門番時代にも魔法使いは見かけたが、ここまでコテコテな人はいなかった。
ローブはもっと地味なものだし、杖だって30センチくらいの短杖――というスタイルが主流だ。
きっとカタチから入るタイプなんだろう。
その気持ち、よくわかる。
俺も長い門番時代、冒険者の物語を読み耽り、本の中の冒険者に自分を重ね、想像を思い描いた。

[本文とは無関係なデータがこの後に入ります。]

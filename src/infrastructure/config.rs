use serde::Deserialize;

pub const DEFAULT_API_BASE_URL: &str = "http://localhost:8000";
pub const DEFAULT_BIND_ADDR: &str = "0.0.0.0:8080";

#[derive(Debug, Deserialize, Clone)]
pub struct DashboardConfig {
    pub api: ApiSettings,
    pub server: ServerSettings,
}

#[derive(Debug, Deserialize, Clone)]
pub struct ApiSettings {
    pub base_url: String,
}

#[derive(Debug, Deserialize, Clone)]
pub struct ServerSettings {
    pub bind_addr: String,
}

/// Load settings from built-in defaults, `config/dashboard.*` (optional)
/// and `DASHBOARD__*` environment variables, in increasing precedence.
pub fn load_dashboard_config() -> anyhow::Result<DashboardConfig> {
    let settings = config_builder()?
        .add_source(config::File::with_name("config/dashboard").required(false))
        .add_source(
            config::Environment::with_prefix("DASHBOARD")
                .prefix_separator("__")
                .separator("__"),
        )
        .build()?;

    Ok(settings.try_deserialize()?)
}

fn config_builder() -> anyhow::Result<config::ConfigBuilder<config::builder::DefaultState>> {
    Ok(config::Config::builder()
        .set_default("api.base_url", DEFAULT_API_BASE_URL)?
        .set_default("server.bind_addr", DEFAULT_BIND_ADDR)?)
}
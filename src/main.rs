// Main entry point - Dependency injection and server setup
mod application;
mod domain;
mod infrastructure;
mod presentation;

use std::{net::SocketAddr, sync::Arc};
use tower_http::compression::predicate::{DefaultPredicate, NotForContentType, Predicate};
use tower_http::compression::CompressionLayer;
use tower_http::trace::TraceLayer;
use tracing_subscriber::EnvFilter;

use crate::infrastructure::api_client::ApiClient;
use crate::infrastructure::config::load_dashboard_config;
use crate::presentation::app_state::AppState;
use crate::presentation::handlers::router;

#[tokio::main]
async fn main() -> anyhow::Result<()> {
    // Initialize tracing
    tracing_subscriber::fmt()
        .with_env_filter(
            EnvFilter::try_from_default_env().unwrap_or_else(|_| EnvFilter::new("info")),
        )
        .init();

    // Load configuration once; everything downstream gets it injected
    let config = load_dashboard_config()?;

    // Create the data client (infrastructure layer)
    let source = Arc::new(ApiClient::new(config.api.base_url.clone()));
    tracing::info!("Dashboard API at {}", source.dashboard_url());

    let state = Arc::new(AppState { source });

    // Build router (presentation layer)
    // Streamed pages stay uncompressed so the spinner chunk is flushed at once
    let compression = CompressionLayer::new()
        .compress_when(DefaultPredicate::new().and(NotForContentType::new("text/html")));
    let app = router(state)
        .layer(compression)
        .layer(TraceLayer::new_for_http());

    // Start server
    let addr: SocketAddr = config.server.bind_addr.parse()?;
    tracing::info!("Starting call-center dashboard on {}", addr);

    axum::serve(tokio::net::TcpListener::bind(addr).await?, app).await?;

    Ok(())
}
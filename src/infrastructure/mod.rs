// Infrastructure layer - External dependencies and adapters
pub mod api_client;
pub mod config;
pub mod http_response;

重たくて頑丈なフルプレートではなく、軽くて硬いミスリル鎧。
取り回しに困る長槍ではなく、ダンジョンでも使える両手持ちの直剣。
剣を振るうとモンスターに向かって飛んで行く斬撃。
――そういう姿に憧れたものだ。
彼女の気持ちは痛いほどにわかるが、俺を師匠と呼ぶ意図はまったくわからない。
困った俺はディズを見るが、優しい笑みを浮かべるばかり。
俺はディズの意志を汲みとった。
――ほら、いい練習よ。
さっき話していた、他人とのコミュニケーションの練習。
ディズはその機会を俺に与えてくれたのだ。
コミュ力皆無の俺だけど、ディズの考えてることはなんとなくわかるようになった。
この調子で、他の人の気持ちもわかるようになりたいな。
よしっ、さっそく練習だ。
俺は意気込んで口を開く
「な、に?」
「……ひっ」
女魔法使いが怯えを見せる。
うわあ、またやっちゃった!
これじゃ、ぶっきらぼうで不機嫌な人だよ。
ディズに言われたけど、俺のしゃべり方は、口数少なく声も低いので、他人に威圧感を与えるらしい。
このガタイと相まって、慣れない人には恐怖なんだと。
そのおかげで、拠点を格安で借りられたわけだけど、今回の場合は悪い方向に出てしまった。
新人を怖がらせちゃったかな?
これで冒険者に悪いイメージを持たないといいけど……。
この前歓迎会をしてもらってわかったけど、冒険者はみんな気のいい人ばかり。
イジメをしたり、無視したりする騎士団とは大違いだ。
新人の俺が知ったような口をきくのもなんだけどね……。
そんなことを考えていると、怯えていた彼女はなんとか口を開いた。
全身の勇気をかき集めて、それを振り絞った声だった。
俺と話すだけで、そんなに勇気が必要なのか。
そんなに怖いかな?
ちょっとショックだ。
「しっ、師匠! どうか私を弟子にしてくださいっ!」
「え、っ?」
まったく予想していない言葉だった。